Suatu perbedaan spesifikasi untuk penggunaan fungsional yang sama merupakan


perbedaan mutu rancangan (quality of design). Hal ini sering juga diterjemahkan sebagai
tingkatan mutu (grade). Sebagai contoh, Ayam Goreng Mbok Berek dan Kentucky Fried
Chicken secara fungsional penggunaannya sama, tetapi berbeda dalam beberapa karakteristik
khusus dalam rancangannya, antara lain jenis ayam, bumbu, cara penggorengan, dan cara
penyajian. Ada juga ahli mutu yang menyebutkan sebagai “mutu absolut” karena
menggambarkan berbagai keistimewaan (keunggulan) karakteristik fungsional suatu produk.

Mutu rancangan adalah mutu (karakteristik) produk yang dihasilkan dari proses merancang.
Proses ini membutuhkan upaya yang serius dan yang berdampak pada biaya yang harus
dikeluarkan. Formula atau komposisi bahan, kemasan, rasa, ukuran, fitur, dan karakteristik
lainnya dirancang dengan cermat. Bahkan, pada mutu rancangan yang baik, prototipe atau
model produk juga dibuat. Konsumen dapat memahami produk dengan mudah. Perancangan
ini dilakukan melalui riset yang cukup serius, baik riset proses maupun riset konsumen.

Mutu rancangan ini kemudian diterjemahkan dalam perangkat-perangkat yang jelas, terukur,
dan mudah dimengerti oleh karyawan. Perangkat yang dimaksud, misalnya, spesifikasi bahan
baku, SOP dan instruksi kerja, spesifikasi mesin, spesifikasi kemasan, print kemasan, label,
dan sebagainya.

2. Quality of Conformance (Mutu Kesesuaian)

Merupakan tingkat kesesuaian produk atau jasa terhadap rancangan yang sudah dibuat.
Produk atau jasa dapat mempunyai rancangan yang baik, tetapi dalam pembuatannya ada
kemungkinan memiliki ketidaksesuaian (kekurangan).

Jika terjadi, hal ini mengakibatkan :

1. Scrap (waste)
2. Pekerjaan ulang
3. Penurunan mutu (grade 1 menjadi grade 2)
4. Jika lolos ke pasar, tidak akan laku atau malah menimbulkan citra negatif.

Tingkat kesesuaian yang tinggi akan menurunkan biaya produksi per unit produk. Jika
produk yang dihasilkan semakin sesuai dengan mutu rancangan (spesifikasi produk), dapat
dikatakan bahwa mutu kesesuaian semakin tinggi.

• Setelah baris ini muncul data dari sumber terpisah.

// SPDX-License-Identifier: GPL-3.0-only

use serde::{Deserialize, Serialize};
use thiserror::Error;

use crate::traits::{DeviceManagerError, SettingsError};

/// Failure classes visible on the public query surface
///
/// `NotSupported`: the id or category has no meaning for the owning backend.
/// `NoSuchDevice`: the class is valid but the specific device is gone.
#[derive(Debug, Clone, Copy, PartialEq, Eq, Serialize, Deserialize)]
#[serde(rename_all = "snake_case")]
pub enum StorageErrorKind {
    InvalidParameter,
    NotSupported,
    OutOfMemory,
    OperationFailed,
    NoSuchDevice,
    PermissionDenied,
    Io,
}

impl StorageErrorKind {
    /// Negative errno-style code for callers that speak integers
    pub fn code(self) -> i32 {
        match self {
            Self::InvalidParameter => -libc::EINVAL,
            Self::NotSupported => -libc::ENOTSUP,
            Self::OutOfMemory => -libc::ENOMEM,
            Self::OperationFailed => -libc::EPERM,
            Self::NoSuchDevice => -libc::ENODEV,
            Self::PermissionDenied => -libc::EACCES,
            Self::Io => -libc::EIO,
        }
    }
}

#[derive(Debug, Clone, PartialEq, Eq, Error, Serialize, Deserialize)]
#[error("{kind:?}: {message}")]
pub struct StorageError {
    pub kind: StorageErrorKind,
    pub message: String,
}

impl StorageError {
    pub fn new(kind: StorageErrorKind, message: impl Into<String>) -> Self {
        Self {
            kind,
            message: message.into(),
        }
    }

    pub fn invalid_parameter(message: impl Into<String>) -> Self {
        Self::new(StorageErrorKind::InvalidParameter, message)
    }

    pub fn not_supported(message: impl Into<String>) -> Self {
        Self::new(StorageErrorKind::NotSupported, message)
    }

    pub fn no_such_device(message: impl Into<String>) -> Self {
        Self::new(StorageErrorKind::NoSuchDevice, message)
    }

    pub fn operation_failed(message: impl Into<String>) -> Self {
        Self::new(StorageErrorKind::OperationFailed, message)
    }

    pub fn permission_denied(message: impl Into<String>) -> Self {
        Self::new(StorageErrorKind::PermissionDenied, message)
    }

    pub fn io(message: impl Into<String>) -> Self {
        Self::new(StorageErrorKind::Io, message)
    }

    pub fn code(&self) -> i32 {
        self.kind.code()
    }

    /// Collapse collaborator failures into `OperationFailed`
    ///
    /// Validation and resolution outcomes keep their identity so callers can
    /// tell "no such concept" and "no such device" apart from "it failed".
    pub fn normalized(self) -> Self {
        match self.kind {
            StorageErrorKind::InvalidParameter
            | StorageErrorKind::NotSupported
            | StorageErrorKind::NoSuchDevice
            | StorageErrorKind::OperationFailed => self,
            StorageErrorKind::OutOfMemory
            | StorageErrorKind::PermissionDenied
            | StorageErrorKind::Io => Self {
                kind: StorageErrorKind::OperationFailed,
                message: self.message,
            },
        }
    }
}

impl From<DeviceManagerError> for StorageError {
    fn from(err: DeviceManagerError) -> Self {
        match err {
            DeviceManagerError::Subscribe(_) => Self::permission_denied(err.to_string()),
            _ => Self::io(err.to_string()),
        }
    }
}

impl From<SettingsError> for StorageError {
    fn from(err: SettingsError) -> Self {
        Self::operation_failed(err.to_string())
    }
}
// SPDX-License-Identifier: GPL-3.0-only

//! Well-known directory categories below a storage root

use serde::{Deserialize, Serialize};

/// Directory category
///
/// Every category except [`DirectoryCategory::SystemRingtones`] is a fixed
/// subdirectory of the storage root. System ringtones live wherever the
/// current ringtone setting points and only exist on internal storage.
#[derive(Debug, Clone, Copy, PartialEq, Eq, Hash, Serialize, Deserialize)]
#[serde(rename_all = "snake_case")]
pub enum DirectoryCategory {
    Images,
    Sounds,
    Videos,
    Camera,
    Downloads,
    Music,
    Documents,
    Others,
    SystemRingtones,
}

impl DirectoryCategory {
    pub const ALL: [DirectoryCategory; 9] = [
        DirectoryCategory::Images,
        DirectoryCategory::Sounds,
        DirectoryCategory::Videos,
        DirectoryCategory::Camera,
        DirectoryCategory::Downloads,
        DirectoryCategory::Music,
        DirectoryCategory::Documents,
        DirectoryCategory::Others,
        DirectoryCategory::SystemRingtones,
    ];

    /// Subdirectory below the storage root, `None` for categories resolved
    /// through user settings
    pub fn subpath(self) -> Option<&'static str> {
        match self {
            DirectoryCategory::Images => Some("Images"),
            DirectoryCategory::Sounds => Some("Sounds"),
            DirectoryCategory::Videos => Some("Videos"),
            DirectoryCategory::Camera => Some("DCIM"),
            DirectoryCategory::Downloads => Some("Downloads"),
            DirectoryCategory::Music => Some("Music"),
            DirectoryCategory::Documents => Some("Documents"),
            DirectoryCategory::Others => Some("Others"),
            DirectoryCategory::SystemRingtones => None,
        }
    }
}

impl TryFrom<i32> for DirectoryCategory {
    /// The rejected raw value
    type Error = i32;

    fn try_from(raw: i32) -> Result<Self, Self::Error> {
        usize::try_from(raw)
            .ok()
            .and_then(|index| Self::ALL.get(index).copied())
            .ok_or(raw)
    }
}

#[cfg(test)]
mod tests {
    use super::*;

    #[test]
    fn camera_maps_to_dcim() {
        assert_eq!(DirectoryCategory::Camera.subpath(), Some("DCIM"));
        assert_eq!(DirectoryCategory::SystemRingtones.subpath(), None);
    }

    #[test]
    fn raw_values_follow_declaration_order() {
        assert_eq!(DirectoryCategory::try_from(0), Ok(DirectoryCategory::Images));
        assert_eq!(
            DirectoryCategory::try_from(8),
            Ok(DirectoryCategory::SystemRingtones)
        );
        assert_eq!(DirectoryCategory::try_from(9), Err(9));
        assert_eq!(DirectoryCategory::try_from(-1), Err(-1));
    }
}
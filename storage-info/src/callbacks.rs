// SPDX-License-Identifier: GPL-3.0-only

//! Change subscriptions for removable storage
//!
//! Each [`CallbackKind`] keeps its own ordered subscriber list and its own
//! upstream [`DeviceWatch`]. The watch is armed when the first subscriber of a
//! kind registers and dropped when the last one leaves.

use std::panic::{self, AssertUnwindSafe};
use std::sync::{Arc, Mutex, MutexGuard, Weak};

use storage_contracts::{DeviceManager, DeviceWatch, StorageError};
use storage_types::{DeviceChange, DeviceEvent, StorageId, StorageKind, StorageState};
use tracing::{debug, info, warn};

use crate::resolver::ExternalDeviceResolver;

/// Called with the subscribed id and its new state
pub type StateChangedCallback = Arc<dyn Fn(StorageId, StorageState) + Send + Sync>;

/// Called with the full description of a changed device
pub type DeviceChangedCallback = Arc<dyn Fn(&DeviceChange) + Send + Sync>;

#[derive(Debug, Clone, Copy, PartialEq, Eq, Hash)]
pub enum CallbackKind {
    /// Per storage id mount state changes
    StateChanged,
    /// Per storage kind device changes
    DeviceChanged,
}

struct Subscription<K, C: ?Sized> {
    subscriber: K,
    callback: Arc<C>,
}

struct Subscribers<K, C: ?Sized> {
    entries: Vec<Subscription<K, C>>,
    watch: Option<DeviceWatch>,
}

impl<K: PartialEq + Copy, C: ?Sized> Subscribers<K, C> {
    fn new() -> Self {
        Self {
            entries: Vec::new(),
            watch: None,
        }
    }

    fn position(&self, subscriber: K, callback: &Arc<C>) -> Option<usize> {
        self.entries.iter().position(|entry| {
            entry.subscriber == subscriber
                && std::ptr::addr_eq(Arc::as_ptr(&entry.callback), Arc::as_ptr(callback))
        })
    }

    fn matching(&self, subscriber: K) -> Vec<Arc<C>> {
        self.entries
            .iter()
            .filter(|entry| entry.subscriber == subscriber)
            .map(|entry| entry.callback.clone())
            .collect()
    }
}

type StateSubscribers = Subscribers<StorageId, dyn Fn(StorageId, StorageState) + Send + Sync>;
type DeviceSubscribers = Subscribers<StorageKind, dyn Fn(&DeviceChange) + Send + Sync>;

struct Lists {
    state_changed: StateSubscribers,
    device_changed: DeviceSubscribers,
}

/// Deduplicating subscriber store with upstream arm/disarm tracking
///
/// A subscription is identified by its subscriber key and the callback
/// allocation: registering a clone of the same `Arc` twice stores it once.
/// Callbacks run on the device manager's delivery thread, outside the
/// internal lock, so they may register or unregister themselves.
pub struct CallbackRegistry {
    manager: Arc<dyn DeviceManager>,
    lists: Arc<Mutex<Lists>>,
}

impl CallbackRegistry {
    pub fn new(manager: Arc<dyn DeviceManager>) -> Self {
        Self {
            manager,
            lists: Arc::new(Mutex::new(Lists {
                state_changed: Subscribers::new(),
                device_changed: Subscribers::new(),
            })),
        }
    }

    pub fn register_state_changed(
        &self,
        id: StorageId,
        callback: StateChangedCallback,
    ) -> Result<(), StorageError> {
        let mut lists = self.lock();
        if lists.state_changed.watch.is_none() {
            lists.state_changed.watch = Some(self.arm(CallbackKind::StateChanged)?);
        }

        if lists.state_changed.position(id, &callback).is_some() {
            debug!("State callback for storage {} is already registered", id);
            return Ok(());
        }

        lists.state_changed.entries.push(Subscription {
            subscriber: id,
            callback,
        });
        Ok(())
    }

    pub fn unregister_state_changed(&self, id: StorageId, callback: &StateChangedCallback) {
        let mut lists = self.lock();
        let Some(index) = lists.state_changed.position(id, callback) else {
            debug!("State callback for storage {} is not registered", id);
            return;
        };

        lists.state_changed.entries.remove(index);
        let watch = if lists.state_changed.entries.is_empty() {
            lists.state_changed.watch.take()
        } else {
            None
        };
        drop(lists);

        if let Some(watch) = watch {
            info!("Disarming {:?} subscription", CallbackKind::StateChanged);
            watch.cancel();
        }
    }

    pub fn register_device_changed(
        &self,
        kind: StorageKind,
        callback: DeviceChangedCallback,
    ) -> Result<(), StorageError> {
        let mut lists = self.lock();
        if lists.device_changed.watch.is_none() {
            lists.device_changed.watch = Some(self.arm(CallbackKind::DeviceChanged)?);
        }

        if lists.device_changed.position(kind, &callback).is_some() {
            debug!("Device callback for {} storage is already registered", kind);
            return Ok(());
        }

        lists.device_changed.entries.push(Subscription {
            subscriber: kind,
            callback,
        });
        Ok(())
    }

    pub fn unregister_device_changed(&self, kind: StorageKind, callback: &DeviceChangedCallback) {
        let mut lists = self.lock();
        let Some(index) = lists.device_changed.position(kind, callback) else {
            debug!("Device callback for {} storage is not registered", kind);
            return;
        };

        lists.device_changed.entries.remove(index);
        let watch = if lists.device_changed.entries.is_empty() {
            lists.device_changed.watch.take()
        } else {
            None
        };
        drop(lists);

        if let Some(watch) = watch {
            info!("Disarming {:?} subscription", CallbackKind::DeviceChanged);
            watch.cancel();
        }
    }

    pub fn subscriber_count(&self, kind: CallbackKind) -> usize {
        let lists = self.lock();
        match kind {
            CallbackKind::StateChanged => lists.state_changed.entries.len(),
            CallbackKind::DeviceChanged => lists.device_changed.entries.len(),
        }
    }

    pub fn is_armed(&self, kind: CallbackKind) -> bool {
        let lists = self.lock();
        match kind {
            CallbackKind::StateChanged => lists.state_changed.watch.is_some(),
            CallbackKind::DeviceChanged => lists.device_changed.watch.is_some(),
        }
    }

    fn arm(&self, kind: CallbackKind) -> Result<DeviceWatch, StorageError> {
        let lists = Arc::downgrade(&self.lists);
        let watch = self
            .manager
            .watch(Arc::new(move |event| dispatch(&lists, kind, event)))
            .map_err(|e| {
                warn!("Failed to arm {:?} subscription: {}", kind, e);
                StorageError::permission_denied(format!("cannot subscribe to device changes: {e}"))
            })?;

        info!("Armed {:?} subscription", kind);
        Ok(watch)
    }

    fn lock(&self) -> MutexGuard<'_, Lists> {
        lock_lists(&self.lists)
    }
}

impl std::fmt::Debug for CallbackRegistry {
    fn fmt(&self, f: &mut std::fmt::Formatter<'_>) -> std::fmt::Result {
        f.debug_struct("CallbackRegistry")
            .field(
                "state_changed",
                &self.subscriber_count(CallbackKind::StateChanged),
            )
            .field(
                "device_changed",
                &self.subscriber_count(CallbackKind::DeviceChanged),
            )
            .finish()
    }
}

fn lock_lists(lists: &Mutex<Lists>) -> MutexGuard<'_, Lists> {
    // A panicking callback never runs under this lock, so the lists are
    // consistent even when poisoned.
    lists.lock().unwrap_or_else(|poisoned| poisoned.into_inner())
}

fn dispatch(lists: &Weak<Mutex<Lists>>, kind: CallbackKind, event: DeviceEvent) {
    let Some(lists) = lists.upgrade() else {
        return;
    };

    let device = &event.device;
    let state = ExternalDeviceResolver::translate_state(device, event.kind);
    debug!(
        "{:?} for storage {} ({}): {}",
        event.kind, device.storage_id, device.devnode, state
    );

    match kind {
        CallbackKind::StateChanged => {
            let targets = lock_lists(&lists).state_changed.matching(device.storage_id);
            for callback in targets {
                invoke(kind, || callback(device.storage_id, state));
            }
        }
        CallbackKind::DeviceChanged => {
            let targets = lock_lists(&lists)
                .device_changed
                .matching(StorageKind::External);
            let change = DeviceChange::new(device, state);
            for callback in targets {
                invoke(kind, || callback(&change));
            }
        }
    }
}

/// Run one subscriber; a panic is logged and delivery continues
fn invoke(kind: CallbackKind, callback: impl FnOnce()) {
    if panic::catch_unwind(AssertUnwindSafe(callback)).is_err() {
        warn!("A {:?} callback panicked", kind);
    }
}
// SPDX-License-Identifier: GPL-3.0-only

use thiserror::Error;

/// Error types for system-level operations
#[derive(Error, Debug)]
pub enum SysError {
    #[error("I/O error: {0}")]
    Io(#[from] std::io::Error),

    #[error("{0} not found in PATH")]
    ToolNotFound(&'static str),

    #[error("Operation failed: {0}")]
    OperationFailed(String),
}

/// Result type alias for system operations
pub type Result<T> = std::result::Result<T, SysError>;
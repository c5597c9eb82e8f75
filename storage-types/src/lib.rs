// SPDX-License-Identifier: GPL-3.0-only

//! Canonical domain models for the storage information service
//!
//! These types are shared by every layer of the stack:
//!
//! - **storage-dbus**: decodes device manager replies into [`DeviceRecord`]
//! - **storage-sys**: reports filesystem statistics consumed as [`Space`]
//! - **storage-info**: the registry answers every query in these terms
//!
//! ## Identity
//!
//! A [`StorageId`] is intrinsic: internal storage carries a fixed id and
//! every removable device carries the id assigned by the device manager.
//! Ids never depend on enumeration order, so an id handed out before a
//! hot-plug event still names the same storage afterwards.

pub mod device;
pub mod directory;
pub mod storage;

pub use device::{
    DeviceBus, DeviceChange, DeviceEvent, DeviceEventKind, DeviceFlag, DeviceFlags, DeviceRecord,
    ExternalDeviceType, MountState,
};
pub use directory::DirectoryCategory;
pub use storage::{Space, StorageId, StorageInfo, StorageKind, StorageState};
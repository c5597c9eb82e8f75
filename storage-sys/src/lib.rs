// SPDX-License-Identifier: GPL-3.0-only

//! Low-level system collaborators for the storage information service
//!
//! Everything here talks to the local system directly rather than through
//! the device manager:
//! - Filesystem statistics via `statvfs(3)`
//! - The reserved-space configuration file and the policy applying it
//! - User settings lookups through `vconftool`

pub mod capacity;
pub mod error;
pub mod reserve;
pub mod settings;
pub mod statvfs;

pub use capacity::CapacityPolicy;
pub use error::{Result, SysError};
pub use reserve::{ReserveConfigError, StorageReserveConfig};
pub use settings::VconfSettings;
pub use statvfs::Statvfs;
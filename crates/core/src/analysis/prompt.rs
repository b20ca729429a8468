use crate::analysis::metrics::PriceSummary;
use crate::domain::market::CompanyInfo;

const TREND_POINTS: usize = 10;
const UNKNOWN: &str = "Unknown";

pub fn build_prompt(
    symbol: &str,
    current_price: f64,
    summary: &PriceSummary,
    company: Option<&CompanyInfo>,
) -> String {
    let name = or_unknown(company.and_then(|c| c.name.as_deref()));
    let sector = or_unknown(company.and_then(|c| c.sector.as_deref()));
    let market_cap = or_unknown(company.and_then(|c| c.market_capitalization.as_deref()));

    let start = summary.recent_closes.len().saturating_sub(TREND_POINTS);
    let trend = summary.recent_closes[start..]
        .iter()
        .map(|p| format!("{p:.2}"))
        .collect::<Vec<_>>()
        .join(", ");

    format!(
        "Analyze the stock {symbol} for investment purposes. Here's the data:\n\
\n\
Current Price: ${current_price}\n\
30-Day Price Change: {change:.2}%\n\
30-Day Volatility: {volatility:.2}%\n\
Company: {name}\n\
Sector: {sector}\n\
Market Cap: {market_cap}\n\
\n\
Recent price trend (last {TREND_POINTS} days): {trend}\n\
\n\
Based on this data, provide:\n\
1. Investment recommendation (BUY/HOLD/SELL)\n\
2. Confidence level (0-100)\n\
3. Risk assessment (LOW/MEDIUM/HIGH)\n\
4. 3-5 key points for investors\n\
5. Brief analysis (2-3 paragraphs)\n\
\n\
Format your response as JSON with keys: recommendation, confidence, riskLevel, keyPoints (array), analysis (string).\n\
Do NOT include any personal data or make guarantees about future performance. This is for educational purposes only.",
        change = summary.price_change_30d,
        volatility = summary.volatility,
    )
}

fn or_unknown(value: Option<&str>) -> &str {
    value
        .map(str::trim)
        .filter(|s| !s.is_empty())
        .unwrap_or(UNKNOWN)
}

Untuk produk-produk yang berumur panjang, karakteristik fitness for use ditambah lagi
dengan :

1. Availability
2. Reliability
3. Maintainability.

1. Quality of availability

Produk disukai konsumen jika jumlah “waktu aktif” produk tinggi. Waktu aktif (uptime)
adalah :

(1) waktu aktif produk digunakan

(2) waktu tunggu produk untuk digunakan.

Sementara itu, “waktu tidak aktif” (downtime) adalah :

(1) waktu perbaikan, termasuk diagnosis dan penyetelan

(2) waktu tunggu untuk mendapatkan spare parts (suku cadang).

2. Quality of reliability

Reliability adalah peluang produk untuk digunakan tanpa kerusakan fungsi tertentu pada
kondisi tertentu dan untuk periode waktu tertentu. Contoh untuk produk pangan adalah
self life (umur kedaluwarsa).

3. Quality of maintainability

Merupakan tingkat kemudahan untuk merawat (mencegah kerusakan) dan memperbaiki


kerusakan, termasuk juga kemudahan pemasangan dan penggunaan. Contoh untuk produk
pangan adalah kecap dalam botol kaca lebih sulit untuk di-maintain (sulit membuka dan sulit
menjaga produk kalau tidak sekaligus habis) dibandingkan dengan kecap dalam kemasan
botol plastik.

C. KONSEP MUTU DAVID GRAIN (1987)

David Garvin, dalam konsep mutunya, memberikan delapan dimensi mutu terhadap
produk seperti berikut.

1. Performance (Kinerja)
Kinerja merupakan tingkat kemampuan karakteristik utama produk atau jasa.
Karakteristik ini tidak dapat ditawar lagi (harus dipenuhi) jika ingin diterima konsumen.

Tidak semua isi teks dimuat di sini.